* **WORK INSTRUCTION**: Wherever the word "CompletionError" occurs in the lines below, copy the whole line.

===== EXCERPTED DATA

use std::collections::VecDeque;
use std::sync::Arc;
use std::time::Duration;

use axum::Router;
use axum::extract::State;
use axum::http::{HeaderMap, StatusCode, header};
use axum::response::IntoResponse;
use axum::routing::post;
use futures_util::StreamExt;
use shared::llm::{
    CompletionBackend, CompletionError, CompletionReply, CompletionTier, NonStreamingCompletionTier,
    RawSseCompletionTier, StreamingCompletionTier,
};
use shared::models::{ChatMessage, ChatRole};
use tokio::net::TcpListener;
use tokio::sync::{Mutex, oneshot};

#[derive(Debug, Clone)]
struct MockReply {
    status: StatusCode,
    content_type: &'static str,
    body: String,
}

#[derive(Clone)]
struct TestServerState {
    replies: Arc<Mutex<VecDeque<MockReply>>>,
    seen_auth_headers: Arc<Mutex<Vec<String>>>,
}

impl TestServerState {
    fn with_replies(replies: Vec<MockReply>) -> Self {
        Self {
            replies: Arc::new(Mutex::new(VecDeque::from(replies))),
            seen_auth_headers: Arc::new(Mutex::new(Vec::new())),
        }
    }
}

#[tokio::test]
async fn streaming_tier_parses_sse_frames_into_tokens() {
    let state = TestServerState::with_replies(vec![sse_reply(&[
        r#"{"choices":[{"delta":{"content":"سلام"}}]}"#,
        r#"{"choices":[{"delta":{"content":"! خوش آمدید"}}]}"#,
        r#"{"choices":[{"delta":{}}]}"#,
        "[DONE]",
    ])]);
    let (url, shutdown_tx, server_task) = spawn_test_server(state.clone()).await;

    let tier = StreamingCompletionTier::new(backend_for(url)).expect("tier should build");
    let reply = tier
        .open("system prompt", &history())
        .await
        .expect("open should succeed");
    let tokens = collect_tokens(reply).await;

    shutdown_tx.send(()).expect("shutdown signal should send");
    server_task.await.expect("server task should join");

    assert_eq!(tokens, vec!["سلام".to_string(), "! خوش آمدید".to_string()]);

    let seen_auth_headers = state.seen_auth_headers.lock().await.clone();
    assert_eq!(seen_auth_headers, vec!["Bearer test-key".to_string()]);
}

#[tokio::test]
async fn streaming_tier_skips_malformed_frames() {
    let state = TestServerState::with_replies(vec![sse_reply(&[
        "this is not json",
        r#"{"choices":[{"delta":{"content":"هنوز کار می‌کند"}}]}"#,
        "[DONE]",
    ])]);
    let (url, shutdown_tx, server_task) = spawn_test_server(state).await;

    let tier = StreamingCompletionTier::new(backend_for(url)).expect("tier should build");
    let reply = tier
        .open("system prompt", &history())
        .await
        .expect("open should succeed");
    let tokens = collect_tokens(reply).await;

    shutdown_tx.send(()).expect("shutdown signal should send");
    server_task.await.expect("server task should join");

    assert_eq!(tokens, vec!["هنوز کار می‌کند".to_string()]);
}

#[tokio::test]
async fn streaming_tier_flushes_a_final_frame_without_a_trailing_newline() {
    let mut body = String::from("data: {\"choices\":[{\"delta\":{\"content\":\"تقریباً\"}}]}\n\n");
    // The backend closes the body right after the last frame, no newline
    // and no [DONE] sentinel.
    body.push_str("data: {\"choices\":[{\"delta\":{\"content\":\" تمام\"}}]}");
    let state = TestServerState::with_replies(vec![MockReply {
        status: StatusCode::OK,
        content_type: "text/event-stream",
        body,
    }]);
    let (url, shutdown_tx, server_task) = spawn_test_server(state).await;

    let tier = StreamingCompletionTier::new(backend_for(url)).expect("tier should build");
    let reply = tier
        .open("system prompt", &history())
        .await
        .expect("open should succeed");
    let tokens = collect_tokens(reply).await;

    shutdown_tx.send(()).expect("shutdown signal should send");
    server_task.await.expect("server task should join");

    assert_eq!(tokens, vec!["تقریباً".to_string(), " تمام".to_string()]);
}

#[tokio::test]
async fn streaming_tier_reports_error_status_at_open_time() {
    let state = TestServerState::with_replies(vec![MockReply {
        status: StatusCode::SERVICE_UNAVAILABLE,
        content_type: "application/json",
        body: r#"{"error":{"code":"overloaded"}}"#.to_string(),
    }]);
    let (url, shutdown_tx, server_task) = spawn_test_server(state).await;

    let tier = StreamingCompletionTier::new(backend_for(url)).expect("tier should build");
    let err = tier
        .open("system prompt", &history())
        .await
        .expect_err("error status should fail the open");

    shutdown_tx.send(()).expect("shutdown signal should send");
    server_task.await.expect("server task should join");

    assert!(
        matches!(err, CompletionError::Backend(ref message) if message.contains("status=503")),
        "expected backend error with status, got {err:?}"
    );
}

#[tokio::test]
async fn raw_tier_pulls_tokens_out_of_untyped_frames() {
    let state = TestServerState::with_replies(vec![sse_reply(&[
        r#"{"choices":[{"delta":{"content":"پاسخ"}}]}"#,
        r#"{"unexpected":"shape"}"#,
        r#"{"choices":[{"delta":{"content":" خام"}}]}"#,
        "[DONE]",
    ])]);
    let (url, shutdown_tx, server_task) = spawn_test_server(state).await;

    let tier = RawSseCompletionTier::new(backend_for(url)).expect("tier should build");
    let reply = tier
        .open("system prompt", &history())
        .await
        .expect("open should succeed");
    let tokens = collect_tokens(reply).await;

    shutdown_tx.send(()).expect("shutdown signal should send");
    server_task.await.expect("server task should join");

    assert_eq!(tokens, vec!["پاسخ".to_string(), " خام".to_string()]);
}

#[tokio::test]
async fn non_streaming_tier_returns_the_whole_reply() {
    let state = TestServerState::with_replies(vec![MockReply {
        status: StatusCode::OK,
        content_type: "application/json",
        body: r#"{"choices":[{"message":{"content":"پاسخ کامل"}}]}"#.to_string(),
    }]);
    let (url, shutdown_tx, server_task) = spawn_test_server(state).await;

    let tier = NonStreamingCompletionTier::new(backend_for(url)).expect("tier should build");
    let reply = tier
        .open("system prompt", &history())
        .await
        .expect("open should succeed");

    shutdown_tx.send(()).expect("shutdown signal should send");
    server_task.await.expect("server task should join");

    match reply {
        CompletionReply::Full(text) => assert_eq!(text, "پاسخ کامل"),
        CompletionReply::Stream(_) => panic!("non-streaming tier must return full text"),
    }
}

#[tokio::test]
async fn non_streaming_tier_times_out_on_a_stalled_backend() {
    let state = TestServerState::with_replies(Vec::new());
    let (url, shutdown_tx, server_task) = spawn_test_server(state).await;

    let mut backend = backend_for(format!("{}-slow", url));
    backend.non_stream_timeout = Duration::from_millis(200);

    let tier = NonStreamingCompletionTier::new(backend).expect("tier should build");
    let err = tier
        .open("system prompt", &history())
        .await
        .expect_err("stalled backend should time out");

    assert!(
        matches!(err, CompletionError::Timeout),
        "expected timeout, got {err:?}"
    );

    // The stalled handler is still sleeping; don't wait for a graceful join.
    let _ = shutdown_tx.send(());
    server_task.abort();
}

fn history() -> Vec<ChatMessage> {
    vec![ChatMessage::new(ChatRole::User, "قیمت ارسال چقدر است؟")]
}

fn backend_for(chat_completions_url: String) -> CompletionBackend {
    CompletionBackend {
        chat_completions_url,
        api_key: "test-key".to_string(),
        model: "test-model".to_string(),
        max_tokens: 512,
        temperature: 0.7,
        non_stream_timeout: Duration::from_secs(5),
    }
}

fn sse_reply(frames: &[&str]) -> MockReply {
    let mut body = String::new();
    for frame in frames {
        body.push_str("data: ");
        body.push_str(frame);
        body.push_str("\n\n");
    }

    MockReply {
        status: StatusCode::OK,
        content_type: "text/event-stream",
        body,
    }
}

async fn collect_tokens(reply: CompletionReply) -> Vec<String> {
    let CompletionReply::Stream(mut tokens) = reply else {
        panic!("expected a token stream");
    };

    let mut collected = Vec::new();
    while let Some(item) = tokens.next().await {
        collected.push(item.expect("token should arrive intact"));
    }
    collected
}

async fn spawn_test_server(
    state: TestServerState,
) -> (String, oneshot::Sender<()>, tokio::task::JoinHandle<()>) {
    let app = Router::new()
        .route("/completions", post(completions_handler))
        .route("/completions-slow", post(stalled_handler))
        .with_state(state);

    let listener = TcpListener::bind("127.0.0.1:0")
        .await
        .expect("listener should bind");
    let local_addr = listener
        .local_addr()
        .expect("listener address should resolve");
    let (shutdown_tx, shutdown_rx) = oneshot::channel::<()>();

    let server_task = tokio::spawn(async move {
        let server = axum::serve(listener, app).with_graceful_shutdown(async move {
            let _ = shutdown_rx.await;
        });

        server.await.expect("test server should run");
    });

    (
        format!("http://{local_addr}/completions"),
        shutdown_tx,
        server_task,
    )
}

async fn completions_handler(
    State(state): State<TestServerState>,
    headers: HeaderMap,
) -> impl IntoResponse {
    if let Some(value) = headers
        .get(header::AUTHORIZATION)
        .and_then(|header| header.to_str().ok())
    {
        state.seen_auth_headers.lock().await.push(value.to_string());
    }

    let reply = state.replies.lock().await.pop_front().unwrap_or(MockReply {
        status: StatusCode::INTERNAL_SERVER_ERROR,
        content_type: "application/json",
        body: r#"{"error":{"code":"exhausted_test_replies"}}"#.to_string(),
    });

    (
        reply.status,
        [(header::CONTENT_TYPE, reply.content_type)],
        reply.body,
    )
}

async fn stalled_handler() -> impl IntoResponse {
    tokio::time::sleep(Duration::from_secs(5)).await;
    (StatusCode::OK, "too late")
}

==========

* **EXPECTED OUTPUT**:
    CompletionBackend, CompletionError, CompletionReply, CompletionTier, NonStreamingCompletionTier,
        matches!(err, CompletionError::Backend(ref message) if message.contains("status=503")),
        matches!(err, CompletionError::Timeout),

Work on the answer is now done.